What you are asked to do
Word for word, retype the records below.

Working data
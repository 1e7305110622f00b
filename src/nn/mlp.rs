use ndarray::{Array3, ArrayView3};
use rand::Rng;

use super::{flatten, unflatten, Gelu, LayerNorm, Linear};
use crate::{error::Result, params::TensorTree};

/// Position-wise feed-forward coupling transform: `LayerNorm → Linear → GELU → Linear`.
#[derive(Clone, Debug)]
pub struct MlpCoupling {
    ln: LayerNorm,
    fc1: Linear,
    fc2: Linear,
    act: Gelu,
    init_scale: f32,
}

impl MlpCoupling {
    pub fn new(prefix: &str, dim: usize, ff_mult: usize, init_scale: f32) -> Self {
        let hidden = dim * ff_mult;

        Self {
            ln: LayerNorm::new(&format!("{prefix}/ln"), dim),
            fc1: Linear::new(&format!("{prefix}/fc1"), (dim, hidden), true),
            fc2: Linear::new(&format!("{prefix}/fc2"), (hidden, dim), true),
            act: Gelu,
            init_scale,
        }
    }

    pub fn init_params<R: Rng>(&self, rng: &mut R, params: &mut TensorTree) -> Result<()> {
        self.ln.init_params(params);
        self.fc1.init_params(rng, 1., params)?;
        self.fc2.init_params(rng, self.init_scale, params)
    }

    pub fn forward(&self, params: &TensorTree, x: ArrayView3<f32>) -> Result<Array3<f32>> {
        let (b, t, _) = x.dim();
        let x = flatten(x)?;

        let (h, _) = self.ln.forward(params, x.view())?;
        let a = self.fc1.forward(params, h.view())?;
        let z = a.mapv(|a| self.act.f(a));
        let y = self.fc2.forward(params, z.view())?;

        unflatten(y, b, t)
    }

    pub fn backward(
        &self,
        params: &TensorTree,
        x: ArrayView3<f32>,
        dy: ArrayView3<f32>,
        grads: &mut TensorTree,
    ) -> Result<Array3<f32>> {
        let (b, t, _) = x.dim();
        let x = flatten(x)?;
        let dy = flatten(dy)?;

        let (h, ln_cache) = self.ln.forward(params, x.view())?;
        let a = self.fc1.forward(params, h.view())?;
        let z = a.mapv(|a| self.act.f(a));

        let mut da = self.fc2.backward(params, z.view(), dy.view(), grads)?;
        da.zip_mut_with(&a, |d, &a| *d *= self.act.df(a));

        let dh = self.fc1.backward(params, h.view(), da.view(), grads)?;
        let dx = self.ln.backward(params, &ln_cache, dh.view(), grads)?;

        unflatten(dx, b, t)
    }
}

Output
repository 1e7305110622f00b
filename src/nn/mlp.rs
use ndarray::{Array3, ArrayView3};
use rand::Rng;

use super::{flatten, unflatten, Gelu, LayerNorm, Linear};
use crate::{error::Result, params::TensorTree};

/// Position-wise feed-forward coupling transform: `LayerNorm → Linear → GELU → Linear`.
#[derive(Clone, Debug)]
pub struct MlpCoupling {
    ln: LayerNorm,
    fc1: Linear,
    fc2: Linear,
    act: Gelu,
    init_scale: f32,
}

impl MlpCoupling {
    pub fn new(prefix: &str, dim: usize, ff_mult: usize, init_scale: f32) -> Self {
        let hidden = dim * ff_mult;

        Self {
            ln: LayerNorm::new(&format!("{prefix}/ln"), dim),
            fc1: Linear::new(&format!("{prefix}/fc1"), (dim, hidden), true),
            fc2: Linear::new(&format!("{prefix}/fc2"), (hidden, dim), true),
            act: Gelu,
            init_scale,
        }
    }

    pub fn init_params<R: Rng>(&self, rng: &mut R, params: &mut TensorTree) -> Result<()> {
        self.ln.init_params(params);
        self.fc1.init_params(rng, 1., params)?;
        self.fc2.init_params(rng, self.init_scale, params)
    }

    pub fn forward(&self, params: &TensorTree, x: ArrayView3<f32>) -> Result<Array3<f32>> {
        let (b, t, _) = x.dim();
        let x = flatten(x)?;

        let (h, _) = self.ln.forward(params, x.view())?;
        let a = self.fc1.forward(params, h.view())?;
        let z = a.mapv(|a| self.act.f(a));
        let y = self.fc2.forward(params, z.view())?;

        unflatten(y, b, t)
    }

    pub fn backward(
        &self,
        params: &TensorTree,
        x: ArrayView3<f32>,
        dy: ArrayView3<f32>,
        grads: &mut TensorTree,
    ) -> Result<Array3<f32>> {
        let (b, t, _) = x.dim();
        let x = flatten(x)?;
        let dy = flatten(dy)?;

        let (h, ln_cache) = self.ln.forward(params, x.view())?;
        let a = self.fc1.forward(params, h.view())?;
        let z = a.mapv(|a| self.act.f(a));

        let mut da = self.fc2.backward(params, z.view(), dy.view(), grads)?;
        da.zip_mut_with(&a, |d, &a| *d *= self.act.df(a));

        let dh = self.fc1.backward(params, h.view(), da.view(), grads)?;
        let dx = self.ln.backward(params, &ln_cache, dh.view(), grads)?;

        unflatten(dx, b, t)
    }
}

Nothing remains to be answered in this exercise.